» **Exercise directions**
Give again, unaltered, the lines of the listing below that run from the line having "let line = &mut" through the line having "quantity actually stored.".

» **The input**
:::::

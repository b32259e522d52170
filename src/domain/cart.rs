use chrono::{DateTime, Utc};
use uuid::Uuid;

use super::{
    Category, OrderDraft, OrderLine, OrderStatus, PaymentMethod, PickupTime, ValidationError,
    checkout::normalize_notes,
};

/// Upper bound for the quantity of a single product in one cart.
pub const MAX_LINE_QUANTITY: i32 = 20;

/// Product values copied into a cart line when it is added.
#[derive(Debug, Clone, PartialEq)]
pub struct ProductSnapshot {
    pub product_id: Uuid,
    pub name: String,
    pub price: i64,
    pub category: Category,
    pub image: Option<String>,
}

#[derive(Debug, Clone, PartialEq)]
pub struct CartLine {
    pub product: ProductSnapshot,
    pub quantity: i32,
}

impl CartLine {
    pub fn product_id(&self) -> Uuid {
        self.product.product_id
    }

    pub fn subtotal(&self) -> Option<i64> {
        self.product.price.checked_mul(i64::from(self.quantity))
    }
}

/// A shopping cart keyed by product, in the order lines were first added.
#[derive(Debug, Clone, Default, PartialEq)]
pub struct Cart {
    lines: Vec<CartLine>,
}

impl Cart {
    pub fn new() -> Self {
        Self::default()
    }

    /// Rebuilds a cart from stored lines. Duplicate products are merged.
    pub fn from_lines(lines: impl IntoIterator<Item = CartLine>) -> Self {
        let mut cart = Cart::new();
        for line in lines {
            match cart.position(line.product_id()) {
                Some(idx) => cart.lines[idx].quantity += line.quantity,
                None => cart.lines.push(line),
            }
        }
        cart
    }

    pub fn lines(&self) -> &[CartLine] {
        &self.lines
    }

    pub fn line(&self, product_id: Uuid) -> Option<&CartLine> {
        self.lines.iter().find(|l| l.product_id() == product_id)
    }

    pub fn is_empty(&self) -> bool {
        self.lines.is_empty()
    }

    pub fn len(&self) -> usize {
        self.lines.len()
    }

    fn position(&self, product_id: Uuid) -> Option<usize> {
        self.lines.iter().position(|l| l.product_id() == product_id)
    }

    /// Adds `quantity` of a product, merging into an existing line.
    ///
    /// A merge that would push the line past [`MAX_LINE_QUANTITY`] is
    /// rejected and leaves the line as it was.
    pub fn add_line(
        &mut self,
        product: ProductSnapshot,
        quantity: i32,
    ) -> Result<&CartLine, ValidationError> {
        if !(1..=MAX_LINE_QUANTITY).contains(&quantity) {
            return Err(ValidationError::InvalidQuantity(quantity));
        }

        let idx = match self.position(product.product_id) {
            Some(idx) => {
                let line = &mut self.lines[idx];
                let merged = line.quantity + quantity;
                if merged > MAX_LINE_QUANTITY {
                    return Err(ValidationError::QuantityLimitExceeded {
                        current: line.quantity,
                        requested: quantity,
                    });
                }
                line.quantity = merged;
                idx
            }
            None => {
                self.lines.push(CartLine { product, quantity });
                self.lines.len() - 1
            }
        };
        Ok(&self.lines[idx])
    }

    pub fn remove_line(&mut self, product_id: Uuid) -> Option<CartLine> {
        let idx = self.position(product_id)?;
        Some(self.lines.remove(idx))
    }

    /// Sets a line's quantity, clamped to `1..=20` and to `stock` when known.
    /// Returns the quantity actually stored.
    pub fn set_quantity(
        &mut self,
        product_id: Uuid,
        quantity: i32,
        stock: Option<i32>,
    ) -> Result<i32, ValidationError> {
        let idx = self
            .position(product_id)
            .ok_or(ValidationError::LineNotFound(product_id))?;

        let mut effective = quantity.clamp(1, MAX_LINE_QUANTITY);
        if let Some(stock) = stock {
            if stock < 1 {
                return Err(ValidationError::OutOfStock(product_id));
            }
            effective = effective.min(stock);
        }
        self.lines[idx].quantity = effective;
        Ok(effective)
    }

    /// Replaces a line's snapshot with current catalog values.
    /// Returns false when the product is not in the cart.
    pub fn refresh_snapshot(&mut self, product: ProductSnapshot) -> bool {
        match self.position(product.product_id) {
            Some(idx) => {
                self.lines[idx].product = product;
                true
            }
            None => false,
        }
    }

    pub fn total(&self) -> Result<i64, ValidationError> {
        self.lines.iter().try_fold(0i64, |acc, line| {
            line.subtotal()
                .and_then(|s| acc.checked_add(s))
                .ok_or(ValidationError::TotalOverflow)
        })
    }

    pub fn clear(&mut self) {
        self.lines.clear();
    }

    /// Turns the cart into an order draft and empties it.
    ///
    /// On any validation failure the cart is left untouched.
    pub fn checkout(
        &mut self,
        payment_method: Option<PaymentMethod>,
        pickup_time: Option<PickupTime>,
        notes: Option<String>,
        now: DateTime<Utc>,
    ) -> Result<OrderDraft, ValidationError> {
        if self.is_empty() {
            return Err(ValidationError::EmptyCart);
        }
        let payment_method = payment_method.ok_or(ValidationError::MissingPaymentMethod)?;
        let pickup_time = pickup_time.ok_or(ValidationError::MissingPickupTime)?;
        if let PickupTime::At(at) = pickup_time {
            if at < now {
                return Err(ValidationError::PickupInPast);
            }
        }
        let notes = normalize_notes(notes)?;
        let total_amount = self.total()?;

        let lines = self
            .lines
            .drain(..)
            .map(|line| OrderLine {
                product_id: line.product.product_id,
                name: line.product.name,
                category: line.product.category,
                image: line.product.image,
                quantity: line.quantity,
                price: line.product.price,
            })
            .collect();

        Ok(OrderDraft {
            lines,
            total_amount,
            status: OrderStatus::Pending,
            payment_method,
            pickup_time,
            notes,
            placed_at: now,
        })
    }
}

#[cfg(test)]
mod tests {
    use super::*;
    use chrono::{Duration, TimeZone};

    fn snapshot(name: &str, price: i64, category: Category) -> ProductSnapshot {
        ProductSnapshot {
            product_id: Uuid::new_v4(),
            name: name.to_string(),
            price,
            category,
            image: Some(format!("/images/{}.jpg", name.to_lowercase())),
        }
    }

    fn noon() -> DateTime<Utc> {
        Utc.with_ymd_and_hms(2026, 3, 2, 4, 0, 0).unwrap()
    }

    #[test]
    fn adding_same_product_merges_quantities() {
        let mut cart = Cart::new();
        let burger = snapshot("Burger", 6000, Category::Food);
        cart.add_line(burger.clone(), 7).unwrap();
        let line = cart.add_line(burger.clone(), 13).unwrap();
        assert_eq!(line.quantity, 20);
        assert_eq!(cart.len(), 1);
    }

    #[test]
    fn merge_past_limit_is_rejected_and_line_unchanged() {
        let mut cart = Cart::new();
        let burger = snapshot("Burger", 6000, Category::Food);
        cart.add_line(burger.clone(), 15).unwrap();
        let err = cart.add_line(burger.clone(), 6).unwrap_err();
        assert_eq!(
            err,
            ValidationError::QuantityLimitExceeded {
                current: 15,
                requested: 6
            }
        );
        assert_eq!(cart.line(burger.product_id).unwrap().quantity, 15);
    }

    #[test]
    fn add_rejects_out_of_range_quantities() {
        let mut cart = Cart::new();
        let fries = snapshot("Fries", 4500, Category::Snacks);
        assert_eq!(
            cart.add_line(fries.clone(), 0).unwrap_err(),
            ValidationError::InvalidQuantity(0)
        );
        assert_eq!(
            cart.add_line(fries, 21).unwrap_err(),
            ValidationError::InvalidQuantity(21)
        );
        assert!(cart.is_empty());
    }

    #[test]
    fn set_quantity_clamps_to_stock_before_limit() {
        let mut cart = Cart::new();
        let rice = snapshot("Rice", 5000, Category::Food);
        cart.add_line(rice.clone(), 1).unwrap();

        assert_eq!(cart.set_quantity(rice.product_id, 25, Some(10)), Ok(10));
        assert_eq!(cart.set_quantity(rice.product_id, 25, None), Ok(20));
        assert_eq!(cart.set_quantity(rice.product_id, 0, Some(10)), Ok(1));
        assert_eq!(
            cart.set_quantity(rice.product_id, 3, Some(0)),
            Err(ValidationError::OutOfStock(rice.product_id))
        );
        assert_eq!(cart.line(rice.product_id).unwrap().quantity, 1);
    }

    #[test]
    fn set_quantity_on_missing_line_fails() {
        let mut cart = Cart::new();
        let id = Uuid::new_v4();
        assert_eq!(
            cart.set_quantity(id, 2, None),
            Err(ValidationError::LineNotFound(id))
        );
    }

    #[test]
    fn remove_line_deletes_only_that_product() {
        let mut cart = Cart::new();
        let a = snapshot("Burger", 6000, Category::Food);
        let b = snapshot("Coffee", 4500, Category::Beverages);
        cart.add_line(a.clone(), 1).unwrap();
        cart.add_line(b.clone(), 1).unwrap();

        let removed = cart.remove_line(a.product_id).unwrap();
        assert_eq!(removed.product.name, "Burger");
        assert!(cart.remove_line(a.product_id).is_none());
        assert_eq!(cart.len(), 1);
        assert!(cart.line(b.product_id).is_some());
    }

    #[test]
    fn burger_and_coffee_checkout_totals_165() {
        let mut cart = Cart::new();
        cart.add_line(snapshot("Burger", 6000, Category::Food), 2).unwrap();
        cart.add_line(snapshot("Coffee", 4500, Category::Beverages), 1).unwrap();

        let order = cart
            .checkout(
                Some(PaymentMethod::Cash),
                Some(PickupTime::Now),
                None,
                noon(),
            )
            .unwrap();

        assert_eq!(order.total_amount, 16500);
        assert_eq!(order.status, OrderStatus::Pending);
        assert_eq!(order.lines.len(), 2);
        assert_eq!(order.lines[0].name, "Burger");
        assert_eq!(order.lines[0].quantity, 2);
        assert!(cart.is_empty());
    }

    #[test]
    fn checkout_total_is_sum_of_line_subtotals() {
        let mut cart = Cart::new();
        let prices = [(1999, 3), (4550, 1), (1, 20), (12345, 7)];
        for (i, (price, qty)) in prices.iter().enumerate() {
            cart.add_line(snapshot(&format!("Item{i}"), *price, Category::Others), *qty)
                .unwrap();
        }
        let order = cart
            .checkout(Some(PaymentMethod::GCash), Some(PickupTime::Now), None, noon())
            .unwrap();
        let expected: i64 = order.lines.iter().map(|l| l.price * l.quantity as i64).sum();
        assert_eq!(order.total_amount, expected);
        assert_eq!(expected, 1999 * 3 + 4550 + 20 + 12345 * 7);
    }

    #[test]
    fn checkout_requires_payment_and_pickup() {
        let mut cart = Cart::new();
        cart.add_line(snapshot("Burger", 6000, Category::Food), 1).unwrap();

        assert_eq!(
            cart.checkout(None, Some(PickupTime::Now), None, noon()),
            Err(ValidationError::MissingPaymentMethod)
        );
        assert_eq!(
            cart.checkout(Some(PaymentMethod::Maya), None, None, noon()),
            Err(ValidationError::MissingPickupTime)
        );
        assert_eq!(cart.len(), 1);
    }

    #[test]
    fn checkout_rejects_empty_cart_past_pickup_and_long_notes() {
        let mut empty = Cart::new();
        assert_eq!(
            empty.checkout(Some(PaymentMethod::Cash), Some(PickupTime::Now), None, noon()),
            Err(ValidationError::EmptyCart)
        );

        let mut cart = Cart::new();
        cart.add_line(snapshot("Burger", 6000, Category::Food), 1).unwrap();
        let past = PickupTime::At(noon() - Duration::minutes(1));
        assert_eq!(
            cart.checkout(Some(PaymentMethod::Cash), Some(past), None, noon()),
            Err(ValidationError::PickupInPast)
        );
        assert_eq!(
            cart.checkout(
                Some(PaymentMethod::Cash),
                Some(PickupTime::Now),
                Some("x".repeat(501)),
                noon()
            ),
            Err(ValidationError::NotesTooLong(501))
        );
        assert_eq!(cart.len(), 1);

        let scheduled = PickupTime::At(noon() + Duration::hours(1));
        let order = cart
            .checkout(Some(PaymentMethod::Cash), Some(scheduled), Some("extra rice".into()), noon())
            .unwrap();
        assert_eq!(order.pickup_time, scheduled);
        assert_eq!(order.notes.as_deref(), Some("extra rice"));
    }

    #[test]
    fn refresh_snapshot_uses_current_price() {
        let mut cart = Cart::new();
        let mut burger = snapshot("Burger", 6000, Category::Food);
        cart.add_line(burger.clone(), 2).unwrap();

        burger.price = 6500;
        assert!(cart.refresh_snapshot(burger.clone()));
        assert_eq!(cart.total(), Ok(13000));
        assert!(!cart.refresh_snapshot(snapshot("Other", 1, Category::Others)));
    }

    #[test]
    fn from_lines_merges_duplicates() {
        let burger = snapshot("Burger", 6000, Category::Food);
        let cart = Cart::from_lines([
            CartLine { product: burger.clone(), quantity: 2 },
            CartLine { product: burger.clone(), quantity: 3 },
        ]);
        assert_eq!(cart.len(), 1);
        assert_eq!(cart.line(burger.product_id).unwrap().quantity, 5);
    }
}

:::::

» **Exercise response**
                let line = &mut self.lines[idx];
                let merged = line.quantity + quantity;
                if merged > MAX_LINE_QUANTITY {
                    return Err(ValidationError::QuantityLimitExceeded {
                        current: line.quantity,
                        requested: quantity,
                    });
                }
                line.quantity = merged;
                idx
            }
            None => {
                self.lines.push(CartLine { product, quantity });
                self.lines.len() - 1
            }
        };
        Ok(&self.lines[idx])
    }

    pub fn remove_line(&mut self, product_id: Uuid) -> Option<CartLine> {
        let idx = self.position(product_id)?;
        Some(self.lines.remove(idx))
    }

    /// Sets a line's quantity, clamped to `1..=20` and to `stock` when known.
    /// Returns the quantity actually stored.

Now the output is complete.